El primer don que los discípulos reciben de Cristo y lo primero que deben compartir con el mundo, es el amor misericordioso de Dios. Por eso el evangelio une de modo inmediato la recepción del Espíritu Santo con el perdón de los pecados: Jesús “Sopló sobre ellos y les dijo: Reciban al Espíritu Santo. A los que les perdonen los pecados, les quedarán perdonados y a los que no se los perdonen, les quedarán sin perdonar” (Jn. 20, 22-23). El Padre y el Hijo envían el Espíritu Santo no para formar una Iglesia fuerte y autosuficiente, vencedora de todo riesgo del mundo, sino para llenarla de amor y con ese amor conquistar el mundo, como lo hizo Cristo.

El amor como don supremo del Espíritu Santo, nos capacita también para el buen entendimiento de las cosas de Dios, como queda mostrado el día de pentecostés, cuando vino el Espíritu, se posó sobre ellos y los capacitó para compartir el mensaje de la buena nueva, sin límite de raza y lengua. Los ahí presentes se sorprendían y comentaban: “Algunos somos visitantes, venidos de Roma, judíos y prosélitos; también hay cretenses y árabes. Y sin embargo, cada quien los oye hablar de las maravillas de Dios en su propia lengua” (Hech. 2, 1-11). Cuando permitimos que el Espíritu santo actúe, entonces el odio, que crea confusiones queda atrás, para que pueda entrar el amor que facilita el entendimiento.

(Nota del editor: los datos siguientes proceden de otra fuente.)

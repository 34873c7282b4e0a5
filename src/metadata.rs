//! Token metadata: URI post-processing and JSON document fetching.

use anyhow::{anyhow, Context, Result};
use async_trait::async_trait;
use ethers::types::U256;
use serde_json::Value;
use std::time::Duration;

const IPFS_SCHEME: &str = "ipfs://";

/// ERC-1155 substitution token for the hex token id.
const ID_TEMPLATE: &str = "{id}";

const FETCH_TIMEOUT_SECS: u64 = 15;

/// Display data resolved for a token.
#[derive(Debug, Clone, PartialEq, Eq)]
pub struct TokenMetadata {
    /// The raw value returned by the contract's `uri()`.
    pub uri: String,
    /// `uri` after gateway rewrite and `{id}` substitution.
    pub metadata_url: String,
    pub image_url: Option<String>,
}

/// Replace a leading `ipfs://` with the HTTP gateway prefix. Other URIs are returned unchanged.
pub fn rewrite_ipfs(uri: &str, gateway: &str) -> String {
    match uri.strip_prefix(IPFS_SCHEME) {
        Some(rest) => {
            let gateway = gateway.trim_end_matches('/');
            format!("{}/{}", gateway, rest)
        }
        None => uri.to_string(),
    }
}

/// Token id as 32-byte big-endian lowercase hex, without `0x`.
pub fn token_id_hex(token_id: U256) -> String {
    let mut buf = [0u8; 32];
    token_id.to_big_endian(&mut buf);
    hex::encode(buf)
}

/// Substitute every `{id}` in the URI with [`token_id_hex`].
pub fn expand_id_template(uri: &str, token_id: U256) -> String {
    if uri.contains(ID_TEMPLATE) {
        uri.replace(ID_TEMPLATE, &token_id_hex(token_id))
    } else {
        uri.to_string()
    }
}

/// Turn a token's raw `uri()` value into a fetchable metadata URL.
pub fn metadata_url(raw_uri: &str, token_id: U256, gateway: &str) -> String {
    expand_id_template(&rewrite_ipfs(raw_uri, gateway), token_id)
}

/// Displayable image URL from a metadata document, if it has a string `image` field.
pub fn image_url(document: &Value, gateway: &str) -> Option<String> {
    document
        .get("image")
        .and_then(Value::as_str)
        .filter(|image| !image.trim().is_empty())
        .map(|image| rewrite_ipfs(image.trim(), gateway))
}

#[async_trait]
pub trait MetadataFetcher: Send + Sync {
    async fn fetch_json(&self, url: &str) -> Result<Value>;
}

/// Fetches metadata documents over HTTP.
pub struct HttpMetadataFetcher {
    client: reqwest::Client,
}

impl HttpMetadataFetcher {
    pub fn new() -> Result<Self> {
        let client = reqwest::Client::builder()
            .timeout(Duration::from_secs(FETCH_TIMEOUT_SECS))
            .build()
            .context("Failed to build HTTP client")?;
        Ok(Self { client })
    }
}

#[async_trait]
impl MetadataFetcher for HttpMetadataFetcher {
    async fn fetch_json(&self, url: &str) -> Result<Value> {
        let response = self
            .client
            .get(url)
            .send()
            .await
            .with_context(|| format!("Failed to fetch {}", url))?;
        if !response.status().is_success() {
            return Err(anyhow!("{} returned HTTP {}", url, response.status()));
        }
        response
            .json::<Value>()
            .await
            .with_context(|| format!("Metadata at {} is not valid JSON", url))
    }
}

#[cfg(test)]
mod tests {
    use super::*;
    use crate::config::DEFAULT_IPFS_GATEWAY;
    use serde_json::json;

    #[test]
    fn test_rewrite_ipfs() {
        assert_eq!(
            rewrite_ipfs("ipfs://QmHash/1.json", DEFAULT_IPFS_GATEWAY),
            "https://ipfs.io/ipfs/QmHash/1.json"
        );
    }

    #[test]
    fn test_rewrite_ipfs_gateway_without_trailing_slash() {
        assert_eq!(
            rewrite_ipfs("ipfs://QmHash", "https://gw.example/ipfs"),
            "https://gw.example/ipfs/QmHash"
        );
    }

    #[test]
    fn test_rewrite_ipfs_leaves_http_untouched() {
        let uri = "https://example.com/ipfs://not-a-prefix";
        assert_eq!(rewrite_ipfs(uri, DEFAULT_IPFS_GATEWAY), uri);
    }

    #[test]
    fn test_token_id_hex_one() {
        let hex = token_id_hex(U256::one());
        assert_eq!(hex.len(), 64);
        assert_eq!(hex, format!("{}1", "0".repeat(63)));
    }

    #[test]
    fn test_token_id_hex_lowercase() {
        let hex = token_id_hex(U256::from(0xABCDu64));
        assert!(hex.ends_with("abcd"));
        assert!(!hex.starts_with("0x"));
    }

    #[test]
    fn test_expand_id_template() {
        let url = expand_id_template("https://x/{id}.json", U256::one());
        assert_eq!(url, format!("https://x/{}1.json", "0".repeat(63)));
    }

    #[test]
    fn test_expand_id_template_without_placeholder() {
        assert_eq!(expand_id_template("https://x/1.json", U256::one()), "https://x/1.json");
    }

    #[test]
    fn test_metadata_url_ipfs_and_template() {
        let url = metadata_url("ipfs://QmHash/{id}.json", U256::from(2u64), DEFAULT_IPFS_GATEWAY);
        assert_eq!(url, format!("https://ipfs.io/ipfs/QmHash/{}2.json", "0".repeat(63)));
    }

    #[test]
    fn test_image_url() {
        let doc = json!({ "name": "Scarab", "image": "ipfs://QmImage/scarab.png" });
        assert_eq!(
            image_url(&doc, DEFAULT_IPFS_GATEWAY).as_deref(),
            Some("https://ipfs.io/ipfs/QmImage/scarab.png")
        );
    }

    #[test]
    fn test_image_url_missing_or_not_string() {
        assert!(image_url(&json!({ "name": "x" }), DEFAULT_IPFS_GATEWAY).is_none());
        assert!(image_url(&json!({ "image": 5 }), DEFAULT_IPFS_GATEWAY).is_none());
        assert!(image_url(&json!({ "image": "" }), DEFAULT_IPFS_GATEWAY).is_none());
    }

    #[test]
    fn test_http_fetcher_builds() {
        assert!(HttpMetadataFetcher::new().is_ok());
    }
}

Los mismos apóstoles antes de la muerte y resurrección de Cristo y antes de la venida del Espíritu Santo, creían en un Dios local, racista; pero después, con la fuerza del Espíritu Santo, su corazón rebaza los límites humanos y su entendimiento y su amor lo rebaza todo, que quisieran que el mundo entero participara del amor divino. Ese es el fuego de amor que el Espíritu enciende en los corazones, lo que permite que ellos sean entendidos por todos, más allá de las diferencias de la lengua y de la raza. Así de grande es el entendimiento del amor. Por eso es necesario que siempre el Espíritu Santo actúe en cada persona.

No tengamos miedo pedirle todos los días: Espíritu Santo ven y lléname con el fuego de tu amor, para entender los caminos de Dios, para entender la vida, entenderme a mí mismo y entender a los demás.